Quantitative measurements of non-equilibrium interactions of catalytic microswimmers with dual colloidal tracers

Catalytic microswimmers convert the chemical energy of a fuel into motion, sustaining spatial chemical gradients and fluid flows that drive their propulsion. This leads to unconventional individual behavior and the emergence of collective dynamics, absent in equilibrium. The characterization of the nonequilibrium interactions driven by those concentration gradients and flows around microswimmers is challenging owing to the importance of fluctuations at the microscale. Previous experiments have focused on large Janus microspheres attached to a surface, and did not investigate non-equilibrium interactions for freely moving microswimmers of various shapes. Here we show a massive dependence of the non-equilibrium interactions on the shape of small catalytic microswimmers. We perform tracking experiments at high troughput to map non-equilibrium interactions between swimmers and colloidal tracers in 2D, accurate down to tracer velocity of 100nm/s.
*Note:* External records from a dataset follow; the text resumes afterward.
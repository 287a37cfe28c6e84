//! Repair of suspect runs.
//!
//! A suspect sample whose raw value is consistent with both the nearest
//! resolved sample before it and the sample closing the run is taken as-is.
//! Whatever is left is bridged linearly between the resolved values on either
//! side, or left unresolved when no bridge stays within the speed limit.

use crate::filter::Classification;
use crate::runs::contiguous_runs;
use crate::sample::{ReconstructParams, Sample};

/// What happened to the suspect samples of one reconstruction.
#[derive(Debug, Clone, Copy, Default, PartialEq, Eq)]
pub struct RepairStats {
    /// Suspect samples accepted at their raw value.
    pub accepted: usize,
    /// Suspect samples replaced by a bridge value.
    pub interpolated: usize,
    /// Suspect samples left unresolved.
    pub unresolved: usize,
}

/// Why a sub-run could not be bridged.
#[derive(Debug, Clone, Copy, PartialEq, Eq)]
enum Skip {
    BeforeFirstGood,
    MissingAnchor,
    NonFinite,
    Descending,
    NoTimeSpan,
    TooSteep,
}

/// Resolve suspect runs in place. Good samples must already hold their raw value
/// in `corrected`; endpoints must still be unresolved.
pub(crate) fn repair_suspects(
    samples: &[Sample],
    elapsed: &[f64],
    classification: &Classification,
    corrected: &mut [Option<f64>],
    params: &ReconstructParams,
) -> RepairStats {
    let mut stats = RepairStats::default();
    let first_good = classification.first_good();

    for (start, end) in contiguous_runs(&classification.suspect_indices()) {
        // Suspects never include the last index, so `end + 1` is in bounds.
        let close = end + 1;
        let ceiling = samples[close].raw_miles;
        let mut back = nearest_resolved_before(corrected, start);
        let mut leftover = Vec::new();

        for i in start..=end {
            let raw = samples[i].raw_miles;
            let ok = back.is_some_and(|(j, value)| {
                params.plausible(raw - value, elapsed[i] - elapsed[j])
                    && params.plausible(ceiling - raw, elapsed[close] - elapsed[i])
            });
            if ok {
                corrected[i] = Some(raw);
                back = Some((i, raw));
                stats.accepted += 1;
            } else {
                leftover.push(i);
            }
        }

        for (a, b) in contiguous_runs(&leftover) {
            match bridge(elapsed, corrected, params, first_good, a, b) {
                Ok(()) => stats.interpolated += b - a + 1,
                Err(reason) => {
                    tracing::trace!(start = a, end = b, ?reason, "suspect run left unresolved");
                    stats.unresolved += b - a + 1;
                }
            }
        }
    }

    stats
}

fn nearest_resolved_before(corrected: &[Option<f64>], i: usize) -> Option<(usize, f64)> {
    corrected[..i]
        .iter()
        .enumerate()
        .rev()
        .find_map(|(j, v)| v.map(|v| (j, v)))
}

/// Fill `a..=b` on the line through `(t[a-1], c[a-1])` and `(t[b+1], c[b+1])`.
/// The line must rise no faster than `max_speed`.
fn bridge(
    elapsed: &[f64],
    corrected: &mut [Option<f64>],
    params: &ReconstructParams,
    first_good: Option<usize>,
    a: usize,
    b: usize,
) -> Result<(), Skip> {
    match first_good {
        Some(g) if a >= g => {}
        _ => return Err(Skip::BeforeFirstGood),
    }
    let (before, after) = (a - 1, b + 1);
    let (Some(lo), Some(hi)) = (corrected[before], corrected[after]) else {
        return Err(Skip::MissingAnchor);
    };
    if !lo.is_finite() || !hi.is_finite() {
        return Err(Skip::NonFinite);
    }
    if lo > hi {
        return Err(Skip::Descending);
    }
    let span = elapsed[after] - elapsed[before];
    if !(span > 0.0) {
        return Err(Skip::NoTimeSpan);
    }
    if hi - lo > params.max_speed * span {
        return Err(Skip::TooSteep);
    }

    let m = (hi - lo) / span;
    let c = hi - m * elapsed[after];
    for i in a..=b {
        // Clamp keeps out-of-order timestamps inside the bracket.
        corrected[i] = Some((m * elapsed[i] + c).clamp(lo, hi));
    }
    Ok(())
}
//! Collaborator seams for the odometer pipeline.
//!
//! Storage, the donation feed and artifact output live outside the core. The
//! core only sees these traits and the plain records they exchange.
pub mod records;

pub use records::{DonationEntry, EventRecord, OdometerRecord};

use chrono::{DateTime, Utc};

pub type SourceError = Box<dyn std::error::Error + Send + Sync>;

/// Odometer telemetry store.
pub trait SampleSource {
    /// Rows with `miles > 0` and `timestamp > since`, ascending by timestamp.
    fn samples_since(&mut self, since: DateTime<Utc>) -> Result<Vec<OdometerRecord>, SourceError>;
}

/// Game event log for a run window.
pub trait EventSource {
    /// Rows with `timestamp > since`, ascending by timestamp.
    fn events_since(&mut self, since: DateTime<Utc>) -> Result<Vec<EventRecord>, SourceError>;
}

/// Per-year donation totals feed.
pub trait DonationFeed {
    fn fetch(&mut self, year: u32) -> Result<Vec<DonationEntry>, SourceError>;
}

/// Destination for named JSON documents (one per artifact).
pub trait ArtifactSink {
    fn write(&mut self, name: &str, body: &[u8]) -> Result<(), SourceError>;
}
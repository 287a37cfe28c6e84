//! Plausibility filter: sorts interior samples into trusted and suspect.
//!
//! Each interior index is checked against its two neighbours and against the
//! most recent trusted sample. The first rule that fires decides. Endpoints are
//! never classified here; they go through the one-sided boundary check later.

use crate::sample::{ReconstructParams, Sample};

/// Which check flagged a sample.
#[derive(Debug, Clone, Copy, PartialEq, Eq)]
pub enum SuspectReason {
    /// Negative or too-fast step from the previous sample.
    BackwardJump,
    /// Negative or too-fast step to the next sample.
    ForwardJump,
    /// Behind, or too far ahead of, the last trusted sample.
    AnchorJump,
    /// Large reading before anything has been trusted.
    StartupNoise,
}

#[derive(Debug, Clone, Copy, PartialEq, Eq)]
pub enum Verdict {
    /// First or last sample; not classified by the filter.
    Endpoint,
    Good,
    Suspect(SuspectReason),
}

impl Verdict {
    pub fn is_good(self) -> bool {
        matches!(self, Verdict::Good)
    }

    pub fn is_suspect(self) -> bool {
        matches!(self, Verdict::Suspect(_))
    }
}

/// Per-sample verdicts, index-aligned with the input.
#[derive(Debug, Clone, PartialEq, Eq)]
pub struct Classification {
    verdicts: Vec<Verdict>,
}

impl Classification {
    pub fn verdicts(&self) -> &[Verdict] {
        &self.verdicts
    }

    pub fn verdict(&self, i: usize) -> Option<Verdict> {
        self.verdicts.get(i).copied()
    }

    pub fn len(&self) -> usize {
        self.verdicts.len()
    }

    pub fn is_empty(&self) -> bool {
        self.verdicts.is_empty()
    }

    /// Ascending indices classified good.
    pub fn good_indices(&self) -> Vec<usize> {
        self.indices_where(Verdict::is_good)
    }

    /// Ascending indices classified suspect.
    pub fn suspect_indices(&self) -> Vec<usize> {
        self.indices_where(Verdict::is_suspect)
    }

    pub fn first_good(&self) -> Option<usize> {
        self.verdicts.iter().position(|v| v.is_good())
    }

    fn indices_where(&self, pred: impl Fn(Verdict) -> bool) -> Vec<usize> {
        self.verdicts
            .iter()
            .enumerate()
            .filter(|(_, v)| pred(**v))
            .map(|(i, _)| i)
            .collect()
    }
}

/// Classify indices `1..n-1`. `elapsed` must be index-aligned with `samples`.
pub fn classify(samples: &[Sample], elapsed: &[f64], params: &ReconstructParams) -> Classification {
    debug_assert_eq!(samples.len(), elapsed.len());
    let n = samples.len();
    let mut verdicts = vec![Verdict::Endpoint; n];
    // The anchor only ever moves to an index classified good in this scan,
    // never to values resolved later by interpolation.
    let mut anchor: Option<usize> = None;

    for i in 1..n.saturating_sub(1) {
        let verdict = judge(samples, elapsed, params, i, anchor);
        if verdict.is_good() {
            anchor = Some(i);
        }
        verdicts[i] = verdict;
    }

    Classification { verdicts }
}

fn judge(
    samples: &[Sample],
    elapsed: &[f64],
    params: &ReconstructParams,
    i: usize,
    anchor: Option<usize>,
) -> Verdict {
    let miles = |k: usize| samples[k].raw_miles;

    if !params.plausible(miles(i) - miles(i - 1), elapsed[i] - elapsed[i - 1]) {
        return Verdict::Suspect(SuspectReason::BackwardJump);
    }
    if !params.plausible(miles(i + 1) - miles(i), elapsed[i + 1] - elapsed[i]) {
        return Verdict::Suspect(SuspectReason::ForwardJump);
    }
    match anchor {
        Some(g) => {
            // Two-sided: a reading below the anchor is as implausible as one
            // too far above it.
            if !params.plausible(miles(i) - miles(g), elapsed[i] - elapsed[g]) {
                return Verdict::Suspect(SuspectReason::AnchorJump);
            }
        }
        None => {
            if miles(i) > params.startup_noise_miles {
                return Verdict::Suspect(SuspectReason::StartupNoise);
            }
        }
    }
    Verdict::Good
}
use chrono::{DateTime, Utc};

/// One raw odometer row as stored.
#[derive(Debug, Clone, Copy, PartialEq)]
pub struct OdometerRecord {
    pub timestamp: DateTime<Utc>,
    pub miles: f64,
}

/// One event log row. `category` is the stored free-text label
/// ("Game Event", "Crash", ...).
#[derive(Debug, Clone, PartialEq)]
pub struct EventRecord {
    pub timestamp: DateTime<Utc>,
    pub category: String,
    pub description: String,
}

/// Feed row: `[year, month, day, hour, minute, total]`.
#[derive(Debug, Clone, Copy, PartialEq)]
pub struct DonationEntry {
    pub year: i32,
    pub month: u32,
    pub day: u32,
    pub hour: u32,
    pub minute: u32,
    pub total: f64,
}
In addition, we devise a novel experimental method combining two types of tracers with differing phoretic mobility to disentangle phoretic interactions in concentration gradients from hydrodynamic flows. We benchmark the method with experiments on a single chemically active site and on a catalytic microswimmer tethered to a surface. We further investigate the activity-driven interactions of freely moving catalytic dimers as microswimmers, for a wide range of aspect ratio between the active and passive part. We confront our results with standard theoretical models of microswimmers near surfaces and show poor agreement, ruling out phoresis as the main interaction for catalytic swimmers. Our findings provide robust quantitative measurements of the non-equilibrium interactions of catalytic microswimmers of various geometry with their environment. The work notably indicates the need for theoretical development, and lays the groundwork for the quantitative description of collective behavior in suspensions of phoretically-driven colloidal suspensions.